Top of Data provided

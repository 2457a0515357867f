/*!
 * Process Manager
 * Public entry point: admission, launch, kill, queries, limits and shutdown
 */

use super::cleanup;
use super::config::{LimitsUpdate, ProcessLimits};
use super::launcher;
use super::manager_builder::ProcessManagerBuilder;
use super::monitor_task;
use super::periodic::PeriodicTask;
use super::registry::{AdmissionTicket, KillReason, ProcessHandle, ProcessRecord};
use super::state::ManagerState;
use super::supervisor::{supervise, Supervision};
use super::types::{
    CommandResult, ExecuteRequest, KillMode, LifecycleEvent, ProcessInfo, ProcessStatus, Stats,
};
use crate::core::errors::{ExecError, ExecResult};
use crate::core::limits::SHUTDOWN_EXIT_WAIT;
use crate::core::types::generate_process_id;
use crate::monitoring::{command_span, HostSnapshot};
use parking_lot::Mutex;
use std::sync::Arc;
use tokio::sync::{mpsc, oneshot};
use tokio::time::Instant;
use tracing::{info, warn, Instrument};

struct BackgroundTasks {
    monitor: PeriodicTask,
    cleanup: PeriodicTask,
}

/// Runs OS commands under concurrency, memory, CPU and wall-clock limits.
///
/// Must be created inside a Tokio runtime: construction starts the resource
/// sampler and cleanup sweeper loops.
pub struct ProcessManager {
    state: Arc<ManagerState>,
    background: Mutex<Option<BackgroundTasks>>,
}

impl ProcessManager {
    /// Manager with the default validator, platform sampler and retention
    pub fn new(limits: ProcessLimits) -> Self {
        Self::builder().with_limits(limits).build()
    }

    pub fn builder() -> ProcessManagerBuilder {
        ProcessManagerBuilder::new()
    }

    pub(super) fn from_state(state: ManagerState) -> Self {
        let state = Arc::new(state);
        let background = BackgroundTasks {
            monitor: monitor_task::spawn(state.clone()),
            cleanup: cleanup::spawn(state.clone()),
        };

        {
            let limits = state.limits.read();
            info!(
                max_concurrent = limits.max_concurrent_processes,
                sampler = state.sampler.name(),
                "Process manager initialized"
            );
        }

        Self {
            state,
            background: Mutex::new(Some(background)),
        }
    }

    /// Run a command and wait for it to reach a terminal state.
    ///
    /// Resolves with the captured output on a zero exit; any other ending is
    /// a `ProcessTerminated` error.
    pub async fn execute(&self, request: ExecuteRequest) -> ExecResult<CommandResult> {
        let state = &self.state;
        if state.is_shut_down() {
            return Err(ExecError::ShutDown);
        }

        let ExecuteRequest {
            command,
            args,
            options,
        } = request;
        state.validator.validate_command(&command, &args)?;

        let limits = state.limits.read().clone();

        // Admission through registration happens without an await
        let ticket = AdmissionTicket::acquire(&state.registry, limits.max_concurrent_processes)?;
        let plan = launcher::build_plan(&command, &args, &options);
        let child = launcher::spawn(&plan, &options)?;

        let id = generate_process_id();
        let pid = child.id();
        let started = Instant::now();
        let deadline = started + limits.effective_timeout(options.timeout_ms);
        let (control_tx, control_rx) = mpsc::unbounded_channel();
        let (reply_tx, reply_rx) = oneshot::channel();

        ticket.register(ProcessRecord::new(
            id.clone(),
            command.clone(),
            args.clone(),
            pid,
            &limits,
            deadline,
            ProcessHandle::new(control_tx),
        ));

        info!(id = %id, pid, command = %command, visible = options.visible_terminal, "Process started");
        state.emit(LifecycleEvent::ProcessStarted {
            id: id.clone(),
            command: command.clone(),
            args,
            pid,
        });

        let span = command_span(&id, &command, pid);
        tokio::spawn(
            supervise(
                child,
                control_rx,
                Supervision {
                    id: id.clone(),
                    pid,
                    started,
                    deadline,
                    state: state.clone(),
                    reply: reply_tx,
                },
            )
            .instrument(span),
        );

        // Lost a race with shutdown()
        if state.is_shut_down() {
            let _ = state.force_kill(&id, KillReason::Shutdown);
        }

        reply_rx.await.unwrap_or_else(|_| {
            Err(ExecError::ProcessTerminated {
                status: ProcessStatus::Killed,
                exit_code: None,
                signal: None,
                stderr: String::new(),
            })
        })
    }

    /// Ask a running process to stop. Graceful requests escalate to a
    /// forceful kill after the grace period. False for unknown or finished ids.
    pub fn kill_process(&self, id: &str, mode: KillMode) -> bool {
        let sent = match mode {
            KillMode::Graceful => self.state.terminate(id, KillReason::Requested),
            KillMode::Forceful => self.state.force_kill(id, KillReason::Requested),
        };
        match sent {
            Ok(sent) => sent,
            Err(e) => {
                warn!(id, error = %e, "Kill request failed");
                false
            }
        }
    }

    /// Forceful kill, skipping the grace period
    pub fn force_kill_process(&self, id: &str) -> ExecResult<bool> {
        self.state.force_kill(id, KillReason::Requested)
    }

    /// Force kill every running process; returns how many were signalled
    pub fn kill_all_processes(&self) -> usize {
        let killed = self.state.kill_running(KillReason::Requested);
        if killed > 0 {
            info!(count = killed, "Killed all running processes");
        }
        killed
    }

    /// Running and recently finished processes
    pub fn get_processes(&self) -> Vec<ProcessInfo> {
        self.state.registry.lock().infos()
    }

    pub fn get_process_info(&self, id: &str) -> Option<ProcessInfo> {
        self.state.registry.lock().get(id).map(|r| r.info())
    }

    pub fn get_stats(&self) -> Stats {
        let processes = self.state.registry.lock().stats();
        Stats {
            processes,
            host: HostSnapshot::capture(),
        }
    }

    /// Merge a partial update. Running processes keep the limits they started with.
    pub fn update_limits(&self, update: LimitsUpdate) {
        let (monitor_period, cleanup_period) = {
            let mut limits = self.state.limits.write();
            limits.merge(&update);
            info!(limits = ?*limits, "Process limits updated");
            (limits.resource_check_interval(), limits.cleanup_interval())
        };

        if let Some(tasks) = self.background.lock().as_ref() {
            if update.resource_check_interval_ms.is_some() {
                tasks.monitor.update_interval(monitor_period);
            }
            if update.cleanup_interval_ms.is_some() {
                tasks.cleanup.update_interval(cleanup_period);
            }
        }
    }

    pub fn get_limits(&self) -> ProcessLimits {
        self.state.limits.read().clone()
    }

    /// Observe process starts, exits and evictions
    pub fn subscribe(&self) -> mpsc::UnboundedReceiver<LifecycleEvent> {
        self.state.subscribe()
    }

    /// Kill everything, stop the background loops and clear the registry.
    /// Idempotent.
    pub async fn shutdown(&self) {
        if !self.state.begin_shutdown() {
            return;
        }

        let killed = self.state.kill_running(KillReason::Shutdown);
        info!(killed, "Shutting down process manager");

        self.wait_for_exits().await;

        let tasks = self.background.lock().take();
        if let Some(mut tasks) = tasks {
            tasks.monitor.shutdown().await;
            tasks.cleanup.shutdown().await;
        }

        // Dropping the remaining handles makes any straggler's supervisor kill it
        self.state.registry.lock().clear();
        info!("Process manager shut down");
    }

    async fn wait_for_exits(&self) {
        let give_up = Instant::now() + SHUTDOWN_EXIT_WAIT;
        loop {
            let notified = self.state.exited.notified();
            tokio::pin!(notified);
            notified.as_mut().enable();

            let running = self.state.registry.lock().running_count();
            if running == 0 {
                return;
            }
            if tokio::time::timeout_at(give_up, notified).await.is_err() {
                warn!(running, "Processes still running after shutdown wait");
                return;
            }
        }
    }
}

impl Drop for ProcessManager {
    fn drop(&mut self) {
        if self.state.begin_shutdown() {
            self.state.kill_running(KillReason::Shutdown);
        }
    }
}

Bottom of Data provided

# Task to complete:
Within the data above, the lines from the one with "if let Some(tasks)" to the one with "pub fn get_limits(&self)" must be repeated exactly; no other line belongs in the answer.

# Exercise result:
        if let Some(tasks) = self.background.lock().as_ref() {
            if update.resource_check_interval_ms.is_some() {
                tasks.monitor.update_interval(monitor_period);
            }
            if update.cleanup_interval_ms.is_some() {
                tasks.cleanup.update_interval(cleanup_period);
            }
        }
    }

    pub fn get_limits(&self) -> ProcessLimits {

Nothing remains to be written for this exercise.